* _Records_
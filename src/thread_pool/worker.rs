/// Worker
///
/// One OS thread plus its consumer token into the shared task queue.
///
/// The thread runs in two phases. While `Running` it blocks in
/// `wait_dequeue`. A blocked worker cannot observe `stop()` until it receives
/// a task, so the pool posts no-op tasks after stopping; once the worker sees
/// `Stopped` it raises `done_blocking_processing` and switches to a
/// non-blocking drain, exiting as soon as the queue is empty.
use super::latch::Latch;
use super::task_queue::{TaskConsumer, TaskQueue};
use super::thread_pool_data::{Task, ThreadPoolConfig, ThreadPoolError, WorkerState};
use crate::error::{EngineError, EngineResult, ErrorContext};
use std::panic::{self, AssertUnwindSafe};
use std::sync::atomic::{AtomicBool, AtomicU8, Ordering};
use std::sync::Arc;
use std::thread::{self, JoinHandle};

/// State shared between a `Worker` handle and its thread
struct WorkerShared {
    state: AtomicU8,
    done_blocking_processing: AtomicBool,
}

impl WorkerShared {
    fn state(&self) -> WorkerState {
        WorkerState::from_u8(self.state.load(Ordering::Acquire))
    }

    fn set_state(&self, state: WorkerState) {
        self.state.store(state as u8, Ordering::Release);
    }
}

pub struct Worker {
    index: usize,
    thread: Option<JoinHandle<()>>,

    /// Moved into the thread by `start`
    consumer: Option<TaskConsumer>,
    shared: Arc<WorkerShared>,
}

impl Worker {
    pub fn new(queue: &TaskQueue, index: usize) -> Self {
        Self {
            index,
            thread: None,
            consumer: Some(queue.consumer()),
            shared: Arc::new(WorkerShared {
                state: AtomicU8::new(WorkerState::Uninitialized as u8),
                done_blocking_processing: AtomicBool::new(false),
            }),
        }
    }

    /// Spawn the worker thread. `init_latch` is counted down once the thread
    /// has entered `Running`.
    pub fn start(&mut self, init_latch: Arc<Latch>, config: &ThreadPoolConfig) -> EngineResult<()> {
        debug_assert_eq!(self.state(), WorkerState::Uninitialized);

        let consumer = match self.consumer.take() {
            Some(consumer) => consumer,
            None => {
                return Err(EngineError::Internal {
                    message: format!("worker {} started twice", self.index),
                })
            }
        };

        let shared = Arc::clone(&self.shared);
        let index = self.index;

        let mut builder =
            thread::Builder::new().name(format!("{}-{}", config.thread_name_prefix, index));
        if let Some(stack_size) = config.stack_size {
            builder = builder.stack_size(stack_size);
        }

        let handle = builder
            .spawn(move || run_worker(index, &shared, &consumer, &init_latch))
            .with_context(|| format!("spawning worker {}", index))?;

        self.thread = Some(handle);
        Ok(())
    }

    /// Flip to `Stopped`. Does not wake a thread blocked in `wait_dequeue`.
    pub fn stop(&self) {
        debug_assert_eq!(self.state(), WorkerState::Running);
        self.shared.set_state(WorkerState::Stopped);
    }

    /// Wait for the thread to return. Only valid after `stop`.
    pub fn join(&mut self) -> EngineResult<()> {
        debug_assert!(self.thread.is_some(), "worker {} is not joinable", self.index);
        debug_assert_eq!(self.state(), WorkerState::Stopped);

        match self.thread.take() {
            Some(handle) => handle
                .join()
                .map_err(|_| ThreadPoolError::WorkerPanicked(self.index).into()),
            None => Ok(()),
        }
    }

    pub fn is_done_blocking_processing(&self) -> bool {
        self.shared.done_blocking_processing.load(Ordering::Acquire)
    }

    pub fn state(&self) -> WorkerState {
        self.shared.state()
    }

    pub fn index(&self) -> usize {
        self.index
    }
}

fn run_worker(index: usize, shared: &WorkerShared, consumer: &TaskConsumer, init_latch: &Latch) {
    shared.set_state(WorkerState::Running);
    init_latch.count_down();
    log::debug!("[Worker::run] Worker {} running", index);

    while shared.state() == WorkerState::Running {
        match consumer.wait_dequeue() {
            Some(task) => run_task(index, task),
            None => break,
        }
    }

    debug_assert_eq!(shared.state(), WorkerState::Stopped);
    shared.done_blocking_processing.store(true, Ordering::Release);

    let mut drained = 0usize;
    while shared.state() == WorkerState::Stopped {
        match consumer.try_dequeue() {
            Some(task) => {
                run_task(index, task);
                drained += 1;
            }
            None => break,
        }
    }

    log::debug!(
        "[Worker::run] Worker {} exiting after draining {} tasks",
        index,
        drained
    );
}

/// Panics stay contained to the task; the worker keeps its lifecycle.
fn run_task(index: usize, task: Task) {
    if panic::catch_unwind(AssertUnwindSafe(task)).is_err() {
        log::error!("[Worker::run] Task panicked on worker {}", index);
    }
}

#[cfg(test)]
mod tests {
    use super::*;

    fn start_worker(queue: &TaskQueue) -> (Worker, Arc<Latch>) {
        let mut worker = Worker::new(queue, 0);
        let latch = Arc::new(Latch::new(1));
        worker
            .start(Arc::clone(&latch), &ThreadPoolConfig::default())
            .expect("Failed to start worker");
        (worker, latch)
    }

    #[test]
    fn test_new_worker_is_uninitialized() {
        let queue = TaskQueue::new();
        let worker = Worker::new(&queue, 7);
        assert_eq!(worker.state(), WorkerState::Uninitialized);
        assert_eq!(worker.index(), 7);
        assert!(!worker.is_done_blocking_processing());
    }

    #[test]
    fn test_worker_lifecycle() {
        let queue = TaskQueue::new();
        let (mut worker, latch) = start_worker(&queue);

        latch.wait();
        assert_eq!(worker.state(), WorkerState::Running);

        worker.stop();
        assert_eq!(worker.state(), WorkerState::Stopped);

        // Wake the blocking wait so the worker observes `Stopped`
        while !worker.is_done_blocking_processing() {
            assert!(queue.enqueue(Box::new(|| {})));
            thread::yield_now();
        }

        worker.join().expect("Failed to join worker");
        assert_eq!(worker.state(), WorkerState::Stopped);
    }

    #[test]
    fn test_worker_survives_panicking_task() {
        let queue = TaskQueue::new();
        let (mut worker, latch) = start_worker(&queue);
        latch.wait();

        let ran_after = Arc::new(AtomicBool::new(false));
        let flag = Arc::clone(&ran_after);
        assert!(queue.enqueue(Box::new(|| panic!("task failure"))));
        assert!(queue.enqueue(Box::new(move || flag.store(true, Ordering::Release))));

        worker.stop();
        while !worker.is_done_blocking_processing() {
            assert!(queue.enqueue(Box::new(|| {})));
            thread::yield_now();
        }
        worker.join().expect("Worker should not propagate task panics");

        assert!(ran_after.load(Ordering::Acquire));
    }
}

* _Your goal_
Starting at the line that has "debug_assert_eq!(self.state(), WorkerState::Running);" and ending at the line that has "pub fn join(&mut", please write out the lines above exactly, leaving out all others.

* _The answer_
        debug_assert_eq!(self.state(), WorkerState::Running);
        self.shared.set_state(WorkerState::Stopped);
    }

    /// Wait for the thread to return. Only valid after `stop`.
    pub fn join(&mut self) -> EngineResult<()> {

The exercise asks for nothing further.